Greg stirred his milkshake with the straw. “What do you mean?”
“I mean you just said you popped into existence as a reaper. You were made for this. No one asked you what you wanted to be, or am I getting that wrong?”
Greg kept looking at his milkshake. “I wasn’t asked, but… they didn’t have to ask me.” Finally he dragged his gaze up to meet Dustin’s. “I want to be a good reaper. That’s true no matter what you say.”
Dustin let that sit for a moment. Then he asked, “But have you ever let yourself want anything else?”
Greg's mouth opened, but no words came out.
Dustin watched him fumble for an answer, watched the way his brow furrowed, the way his fingers tightened around the milkshake glass. Like the question had short-circuited something in him.
“I have a notebook,” Greg said finally.
“A notebook?”
“I started keeping it during my internship. I write down phrases humans say. Things I didn't understand but wanted to remember.” Greg's voice had gone quiet. “No one told me to do that. It wasn't part of training. I just... wanted to.”
“What kind of phrases?”
“The things they say at the end. To each other, mostly. 'I'll never forget you.' 'Tell them I'm sorry.'“ Greg swallowed. “'It's not the pain—I'm just not ready.'“
Something cold unfurled in Dustin's chest. “Why would you write that down?”

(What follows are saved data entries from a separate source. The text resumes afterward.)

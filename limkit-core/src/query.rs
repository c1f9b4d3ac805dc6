//! Query builder: turns symbols, columns, curve dates and rollover rules into
//! query-language text. Pure: no I/O, no clock reads.
//!
//! The grammar has three clauses:
//! - `LET`: attribute definitions (`ATTR x1 = forward_curve(...)`, `M2 = SYM(...)`)
//! - `SHOW`: output column aliases (`name: expr`)
//! - `WHEN`: row gating (`x1 is DEFINED OR`, `Date is after 2024`)

use chrono::{Datelike, NaiveDate};
use std::fmt;

use crate::error::{LimError, Result};
use crate::table::SeriesTable;

/// Column used by forward-curve queries when none is given.
pub const DEFAULT_COLUMN: &str = "Close";

pub const DEFAULT_ROLLOVER_DATE: &str = "5 days before expiration day";

/// Curve date sentinel meaning "most recent curve".
pub const LAST_CURVE: &str = "LAST";

/// Date format understood by the server inside query text.
pub const QUERY_DATE_FORMAT: &str = "%m/%d/%Y";

/// Label format for curve-history output columns.
pub const CURVE_LABEL_FORMAT: &str = "%Y/%m/%d";

const DATE_LOWER_BOUND: &str = "date is after";

/// Symbols requested by a read operation.
///
/// A scalar becomes a one-element list. `Aliased` keeps an ordered
/// symbol → alias mapping; the query uses the symbols and the result columns
/// are renamed afterwards.
#[derive(Debug, Clone, PartialEq)]
pub enum Symbols {
    List(Vec<String>),
    Aliased(Vec<(String, String)>),
}

impl Symbols {
    pub fn aliased<I, K, V>(pairs: I) -> Self
    where
        I: IntoIterator<Item = (K, V)>,
        K: Into<String>,
        V: Into<String>,
    {
        Self::Aliased(
            pairs
                .into_iter()
                .map(|(k, v)| (k.into(), v.into()))
                .collect(),
        )
    }

    /// Symbols as sent to the server, in caller order.
    pub fn names(&self) -> Vec<String> {
        match self {
            Self::List(names) => names.clone(),
            Self::Aliased(pairs) => pairs.iter().map(|(s, _)| s.clone()).collect(),
        }
    }

    pub fn len(&self) -> usize {
        match self {
            Self::List(names) => names.len(),
            Self::Aliased(pairs) => pairs.len(),
        }
    }

    pub fn is_empty(&self) -> bool {
        self.len() == 0
    }

    /// Rename result columns when an alias mapping was supplied.
    pub fn apply_aliases(&self, table: SeriesTable) -> SeriesTable {
        match self {
            Self::List(_) => table,
            Self::Aliased(pairs) => table.renamed(pairs),
        }
    }
}

impl From<&str> for Symbols {
    fn from(symbol: &str) -> Self {
        Self::List(vec![symbol.to_string()])
    }
}

impl From<String> for Symbols {
    fn from(symbol: String) -> Self {
        Self::List(vec![symbol])
    }
}

impl From<Vec<String>> for Symbols {
    fn from(symbols: Vec<String>) -> Self {
        Self::List(symbols)
    }
}

impl From<Vec<&str>> for Symbols {
    fn from(symbols: Vec<&str>) -> Self {
        Self::List(symbols.into_iter().map(String::from).collect())
    }
}

impl From<&[&str]> for Symbols {
    fn from(symbols: &[&str]) -> Self {
        Self::List(symbols.iter().map(|s| s.to_string()).collect())
    }
}

impl<const N: usize> From<[&str; N]> for Symbols {
    fn from(symbols: [&str; N]) -> Self {
        Self::List(symbols.iter().map(|s| s.to_string()).collect())
    }
}

impl From<Vec<(String, String)>> for Symbols {
    fn from(pairs: Vec<(String, String)>) -> Self {
        Self::Aliased(pairs)
    }
}

/// Lower bound in a rollover query's `WHEN` clause.
#[derive(Debug, Clone, Copy, PartialEq, Eq)]
pub enum AfterDate {
    Year(i32),
    Day(NaiveDate),
}

impl fmt::Display for AfterDate {
    fn fmt(&self, f: &mut fmt::Formatter<'_>) -> fmt::Result {
        match self {
            Self::Year(year) => write!(f, "{year}"),
            Self::Day(date) => write!(f, "{}", date.format(QUERY_DATE_FORMAT)),
        }
    }
}

/// Parameters of a rolled continuous-futures request.
#[derive(Debug, Clone, PartialEq)]
pub struct RolloverSpec {
    pub symbol: String,
    /// Forward months as `M1`, `M2`, ...
    pub months: Vec<String>,
    pub rollover_date: String,
    pub after: AfterDate,
}

impl RolloverSpec {
    /// Front month only, default rollover rule, data after the year before `today`.
    pub fn new(symbol: impl Into<String>, today: NaiveDate) -> Self {
        Self {
            symbol: symbol.into(),
            months: vec!["M1".to_string()],
            rollover_date: DEFAULT_ROLLOVER_DATE.to_string(),
            after: AfterDate::Year(today.year() - 1),
        }
    }

    pub fn months<I, S>(mut self, months: I) -> Self
    where
        I: IntoIterator<Item = S>,
        S: Into<String>,
    {
        self.months = months.into_iter().map(Into::into).collect();
        self
    }

    pub fn rollover_date(mut self, rule: impl Into<String>) -> Self {
        self.rollover_date = rule.into();
        self
    }

    pub fn after(mut self, after: AfterDate) -> Self {
        self.after = after;
        self
    }
}

fn require_symbols(symbols: &[String]) -> Result<()> {
    if symbols.is_empty() {
        return Err(LimError::Query("at least one symbol is required".into()));
    }
    Ok(())
}

/// `Show` followed by one `SYM: SYM` line per symbol.
pub fn build_series_query(symbols: &[String]) -> Result<String> {
    require_symbols(symbols)?;
    let mut query = String::from("Show \n");
    for symbol in symbols {
        query.push_str(&format!("{symbol}: {symbol}\n"));
    }
    Ok(query)
}

fn let_show_when(lets: &str, shows: &str, whens: &str) -> String {
    format!("\nLET\n{lets}SHOW\n{shows}WHEN\n{whens}")
}

fn forward_curve_attr(index: usize, symbol: &str, column: &str, curve_date: &str) -> String {
    format!(
        "ATTR x{index} = forward_curve({symbol},\"{column}\",\"{curve_date}\",\"\",\"\",\"days\",\"\",0 day ago)\n"
    )
}

fn defined_clause(index: usize, total: usize) -> String {
    if total > 1 && index != total {
        format!("x{index} is DEFINED OR\n")
    } else {
        format!("x{index} is DEFINED\n")
    }
}

/// Forward curve per symbol as of `as_of` (latest curve when `None`).
///
/// Rows are kept when any symbol has a value (`WHEN` clauses are OR-joined).
pub fn build_curve_query(
    symbols: &[String],
    column: &str,
    as_of: Option<NaiveDate>,
) -> Result<String> {
    require_symbols(symbols)?;
    let curve_date = as_of
        .map(|d| d.format(QUERY_DATE_FORMAT).to_string())
        .unwrap_or_else(|| LAST_CURVE.to_string());

    let (mut lets, mut shows, mut whens) = (String::new(), String::new(), String::new());
    for (i, symbol) in symbols.iter().enumerate() {
        let n = i + 1;
        lets.push_str(&forward_curve_attr(n, symbol, column, &curve_date));
        shows.push_str(&format!("{symbol}: x{n}\n"));
        whens.push_str(&defined_clause(n, symbols.len()));
    }
    Ok(let_show_when(&lets, &shows, &whens))
}

/// One forward curve per historical date, for the first symbol only.
///
/// Output columns are labelled with the curve date (`YYYY/MM/DD`).
pub fn build_curve_history_query(
    symbols: &[String],
    column: &str,
    curve_dates: &[NaiveDate],
) -> Result<String> {
    require_symbols(symbols)?;
    if curve_dates.is_empty() {
        return Err(LimError::Query("curve history needs at least one date".into()));
    }
    let symbol = &symbols[0];

    let (mut lets, mut shows, mut whens) = (String::new(), String::new(), String::new());
    for (i, date) in curve_dates.iter().enumerate() {
        let n = i + 1;
        let query_date = date.format(QUERY_DATE_FORMAT).to_string();
        lets.push_str(&forward_curve_attr(n, symbol, column, &query_date));
        shows.push_str(&format!("{}: x{n}\n", date.format(CURVE_LABEL_FORMAT)));
        whens.push_str(&defined_clause(n, curve_dates.len()));
    }
    Ok(let_show_when(&lets, &shows, &whens))
}

/// Parse `M<n>` into `n` (n >= 1).
pub fn parse_month(label: &str) -> Result<u32> {
    let digits = label
        .strip_prefix('M')
        .or_else(|| label.strip_prefix('m'))
        .ok_or_else(|| LimError::Query(format!("month '{label}' must look like M1, M2, ...")))?;
    match digits.parse::<u32>() {
        Ok(n) if n >= 1 => Ok(n),
        _ => Err(LimError::Query(format!(
            "month '{label}' must look like M1, M2, ..."
        ))),
    }
}

/// Name of the rollover policy for forward month `n`.
pub fn rollover_policy(n: u32) -> String {
    if n == 1 {
        "actual prices".to_string()
    } else {
        format!("{n} nearby actual prices")
    }
}

pub fn build_continuous_futures_rollover_query(spec: &RolloverSpec) -> Result<String> {
    if spec.symbol.is_empty() {
        return Err(LimError::Query("rollover query needs a symbol".into()));
    }
    if spec.months.is_empty() {
        return Err(LimError::Query("rollover query needs at least one month".into()));
    }

    let mut lets = String::new();
    let mut shows = String::new();
    let whens = format!("Date is after {}\n", spec.after);
    for month in &spec.months {
        let n = parse_month(month)?;
        lets.push_str(&format!(
            "M{n} = {}(ROLLOVER_DATE = \"{}\",ROLLOVER_POLICY = \"{}\")\n",
            spec.symbol,
            spec.rollover_date,
            rollover_policy(n)
        ));
        shows.push_str(&format!("M{n}: M{n}\n"));
    }
    Ok(let_show_when(&lets, &shows, &whens))
}

/// Whether the query already restricts dates from below.
pub fn has_date_lower_bound(query: &str) -> bool {
    query.to_ascii_lowercase().contains(DATE_LOWER_BOUND)
}

/// Append a `when date is after MM/DD/YYYY` gate.
pub fn with_date_lower_bound(query: &str, after: NaiveDate) -> String {
    format!(
        "{query} when {DATE_LOWER_BOUND} {}",
        after.format(QUERY_DATE_FORMAT)
    )
}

“I don't know.” Greg looked genuinely lost. “It felt important.” He paused. “The other reapers thought it was strange. They call me the Hallmark Harvester.”
“That's a terrible nickname.”
“I know.”
The food arrived. Samantha slid the plates onto the table in front of them—bacon cheeseburger for Dustin, grilled cheese for Greg. The interruption felt almost jarring, like walking out of a dark theater into daylight.
“Anything else I can get you?”
“We're good,” Dustin said. “Thanks.”
She left. Greg picked up his grilled cheese and examined it carefully, clearly grateful for something to do with his hands.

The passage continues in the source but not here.